Your response should reproduce every line of the entries that contains the word "PartialEq".

---

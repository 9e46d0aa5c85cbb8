//! 编辑表单状态
//! 一个编辑会话包含表单字段、两个标签页管理器和服务器取名器

use crate::languages::ServerNamer;
use crate::settings::AdvancedSettings;
use crate::tabs::{ServerRow, TabError, TabKind, TabManager, VideoRow};
use crate::types::{ContentType, DownloadServer, MediaPreview};
use serde::de::DeserializeOwned;
use serde::{Deserialize, Serialize};
use serde_json::{Map, Value};

/// 新标签页的默认语言
pub const DEFAULT_LANGUAGE: &str = "es";

/// 分 + 秒输入框
#[derive(Debug, Clone, Copy, Default, PartialEq, Eq, Serialize, Deserialize)]
pub struct ClockTime {
    pub minutes: u32,
    pub seconds: u32,
}

impl ClockTime {
    pub fn from_total_seconds(total: f64) -> Self {
        let total = if total.is_finite() { total.max(0.0) } else { 0.0 };
        let minutes = (total / 60.0).floor() as u32;
        let seconds = (total % 60.0).round() as u32;
        ClockTime { minutes, seconds }
    }

    pub fn total_seconds(self) -> u32 {
        self.minutes.saturating_mul(60).saturating_add(self.seconds)
    }
}

/// 表单字段
#[derive(Debug, Clone, Default, PartialEq, Serialize, Deserialize)]
#[serde(rename_all = "camelCase")]
pub struct FormState {
    pub content_type: ContentType,
    pub tmdb_id: String,
    pub season: String,
    pub episode: String,
    pub mal_id: String,
    /// 单集时长 (秒)，从 TMDB 获取
    pub episode_length: Option<u32>,
    pub title: String,
    pub synopsis: String,
    pub poster_url: String,
    pub report_poster_url: String,
    pub series_name: String,
    pub chapter_name: String,
    pub back_url: String,
    pub intro_start: ClockTime,
    pub intro_end: ClockTime,
    pub ending_start: ClockTime,
    pub theme: String,
    pub google_api_keys: Vec<String>,
    /// 载入页面时遇到的未知 contentConfig 字段
    pub extra: Map<String, Value>,
}

/// 表单局部更新，缺省字段保持不变
#[derive(Debug, Clone, Default, Deserialize)]
#[serde(rename_all = "camelCase")]
pub struct FormPatch {
    pub content_type: Option<ContentType>,
    pub tmdb_id: Option<String>,
    pub season: Option<String>,
    pub episode: Option<String>,
    pub mal_id: Option<String>,
    pub episode_length: Option<u32>,
    pub title: Option<String>,
    pub synopsis: Option<String>,
    pub poster_url: Option<String>,
    pub report_poster_url: Option<String>,
    pub series_name: Option<String>,
    pub chapter_name: Option<String>,
    pub back_url: Option<String>,
    pub intro_start: Option<ClockTime>,
    pub intro_end: Option<ClockTime>,
    pub ending_start: Option<ClockTime>,
    pub theme: Option<String>,
    pub google_api_keys: Option<Vec<String>>,
}

impl FormState {
    pub fn apply(&mut self, patch: FormPatch) {
        macro_rules! set {
            ($($field:ident),* $(,)?) => {
                $(if let Some(v) = patch.$field { self.$field = v; })*
            };
        }
        set!(
            content_type,
            tmdb_id,
            season,
            episode,
            mal_id,
            title,
            synopsis,
            poster_url,
            report_poster_url,
            series_name,
            chapter_name,
            back_url,
            intro_start,
            intro_end,
            ending_start,
            theme,
            google_api_keys,
        );
        if patch.episode_length.is_some() {
            self.episode_length = patch.episode_length;
        }
    }

    /// 把三个时间输入框归零
    pub fn reset_skip_times(&mut self) {
        self.intro_start = ClockTime::default();
        self.intro_end = ClockTime::default();
        self.ending_start = ClockTime::default();
    }
}

/// 一个编辑会话
#[derive(Debug, Clone)]
pub struct EditorSession {
    pub form: FormState,
    pub video: TabManager<VideoRow>,
    pub downloads: TabManager<DownloadServer>,
    pub namer: ServerNamer,
    pub preview: Option<MediaPreview>,
}

impl EditorSession {
    /// 用高级设置初始化，两个列表各带一个默认语言标签页
    pub fn new(settings: &AdvancedSettings) -> Self {
        let mut session = EditorSession {
            form: FormState {
                theme: settings.theme.clone(),
                google_api_keys: settings.google_api_keys.clone(),
                ..Default::default()
            },
            video: TabManager::new(TabKind::Video),
            downloads: TabManager::new(TabKind::Download),
            namer: ServerNamer::default(),
            preview: None,
        };
        session.ensure_default_tabs();
        session
    }

    /// 列表为空时补一个默认语言标签页
    pub fn ensure_default_tabs(&mut self) {
        if self.video.tabs().is_empty() {
            self.video.add_tab(DEFAULT_LANGUAGE, Vec::new(), &mut self.namer);
        }
        if self.downloads.tabs().is_empty() {
            self.downloads.add_tab(DEFAULT_LANGUAGE, Vec::new(), &mut self.namer);
        }
    }

    /// 添加标签页，返回标签页 ID
    pub fn add_tab(&mut self, kind: TabKind, lang: &str) -> String {
        match kind {
            TabKind::Video => self.video.add_tab(lang, Vec::new(), &mut self.namer),
            TabKind::Download => self.downloads.add_tab(lang, Vec::new(), &mut self.namer),
        }
    }

    pub fn delete_tab(&mut self, kind: TabKind, tab_id: &str) -> Result<(), TabError> {
        match kind {
            TabKind::Video => self.video.delete_tab(tab_id).map(|_| ()),
            TabKind::Download => self.downloads.delete_tab(tab_id).map(|_| ()),
        }
    }

    pub fn activate_tab(&mut self, kind: TabKind, tab_id: &str) -> Result<(), TabError> {
        match kind {
            TabKind::Video => self.video.activate(tab_id),
            TabKind::Download => self.downloads.activate(tab_id),
        }
    }

    pub fn set_tab_language(&mut self, kind: TabKind, tab_id: &str, lang: &str) -> Result<(), TabError> {
        match kind {
            TabKind::Video => self.video.set_language(tab_id, lang),
            TabKind::Download => self.downloads.set_language(tab_id, lang),
        }
    }

    /// 添加一行服务器，名称为空时自动取名
    pub fn add_server(&mut self, kind: TabKind, tab_id: &str, row: Value) -> Result<usize, TabError> {
        match kind {
            TabKind::Video => {
                let row = parse_row::<VideoRow>(row)?;
                self.video.add_server(tab_id, Some(row), &mut self.namer)
            }
            TabKind::Download => {
                let row = parse_row::<DownloadServer>(row)?;
                self.downloads.add_server(tab_id, Some(row), &mut self.namer)
            }
        }
    }

    pub fn update_server(&mut self, kind: TabKind, tab_id: &str, index: usize, row: Value) -> Result<(), TabError> {
        match kind {
            TabKind::Video => self.video.update_server(tab_id, index, parse_row(row)?),
            TabKind::Download => self.downloads.update_server(tab_id, index, parse_row(row)?),
        }
    }

    pub fn remove_server(&mut self, kind: TabKind, tab_id: &str, index: usize) -> Result<(), TabError> {
        match kind {
            TabKind::Video => self.video.remove_server(tab_id, index).map(|_| ()),
            TabKind::Download => self.downloads.remove_server(tab_id, index).map(|_| ()),
        }
    }

    /// 标签页快照 (JSON)
    pub fn render_tabs(&self, kind: TabKind) -> Result<Value, serde_json::Error> {
        match kind {
            TabKind::Video => serde_json::to_value(self.video.render()),
            TabKind::Download => serde_json::to_value(self.downloads.render()),
        }
    }
}

fn parse_row<R: ServerRow + DeserializeOwned>(row: Value) -> Result<R, TabError> {
    let row = if row.is_null() { Value::Object(Map::new()) } else { row };
    serde_json::from_value(row).map_err(|e| TabError::InvalidRow(e.to_string()))
}

#[cfg(test)]
mod tests {
    use super::*;

    #[test]
    fn test_clock_time_split() {
        assert_eq!(
            ClockTime::from_total_seconds(95.0),
            ClockTime { minutes: 1, seconds: 35 }
        );
        assert_eq!(
            ClockTime::from_total_seconds(59.6),
            ClockTime { minutes: 0, seconds: 60 }
        );
        assert_eq!(ClockTime::from_total_seconds(-3.0), ClockTime::default());
        assert_eq!(ClockTime { minutes: 21, seconds: 5 }.total_seconds(), 1265);
    }

    #[test]
    fn test_clock_time_saturates() {
        let huge = ClockTime { minutes: u32::MAX, seconds: 0 };
        assert_eq!(huge.total_seconds(), u32::MAX);
        let edge = ClockTime { minutes: u32::MAX / 60, seconds: u32::MAX };
        assert_eq!(edge.total_seconds(), u32::MAX);
    }

    #[test]
    fn test_apply_patch_keeps_unset_fields() {
        let mut form = FormState {
            title: "Old".into(),
            synopsis: "Keep".into(),
            ..Default::default()
        };
        let patch: FormPatch = serde_json::from_str(
            r#"{"title":"New","contentType":"tv","introStart":{"minutes":1,"seconds":30}}"#,
        )
        .unwrap();
        form.apply(patch);
        assert_eq!(form.title, "New");
        assert_eq!(form.synopsis, "Keep");
        assert_eq!(form.content_type, ContentType::Tv);
        assert_eq!(form.intro_start.total_seconds(), 90);
    }

    #[test]
    fn test_session_dispatches_by_kind() {
        let mut session = EditorSession::new(&AdvancedSettings::default());
        let tab = session.add_tab(TabKind::Download, "en");
        assert_eq!(tab, "download-lang-2");

        let index = session
            .add_server(TabKind::Download, &tab, serde_json::json!({"url": "https://m", "type": "mp4"}))
            .unwrap();
        assert_eq!(index, 1);
        let row = &session.downloads.tab(&tab).unwrap().servers[1];
        assert_eq!(row.name, "Zeus");
        assert_eq!(row.url, "https://m");

        assert!(matches!(
            session.add_server(TabKind::Video, "video-lang-1", serde_json::json!({"kind": "vhs"})),
            Err(TabError::InvalidRow(_))
        ));
        assert!(matches!(
            session.remove_server(TabKind::Video, &tab, 0),
            Err(TabError::UnknownTab(_))
        ));

        let view = session.render_tabs(TabKind::Download).unwrap();
        assert_eq!(view["active"], "download-lang-2");
        assert_eq!(view["tabs"][1]["servers"][1]["type"], "mp4");
    }

    #[test]
    fn test_new_session_has_default_tabs() {
        let session = EditorSession::new(&AdvancedSettings::default());
        assert_eq!(session.video.tabs().len(), 1);
        assert_eq!(session.downloads.tabs().len(), 1);
        assert_eq!(session.video.tabs()[0].lang, DEFAULT_LANGUAGE);
        assert_eq!(session.form.theme, "orange");
    }
}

---

### SOLVED EXERCISE
#[derive(Debug, Clone, Copy, Default, PartialEq, Eq, Serialize, Deserialize)]
#[derive(Debug, Clone, Default, PartialEq, Serialize, Deserialize)]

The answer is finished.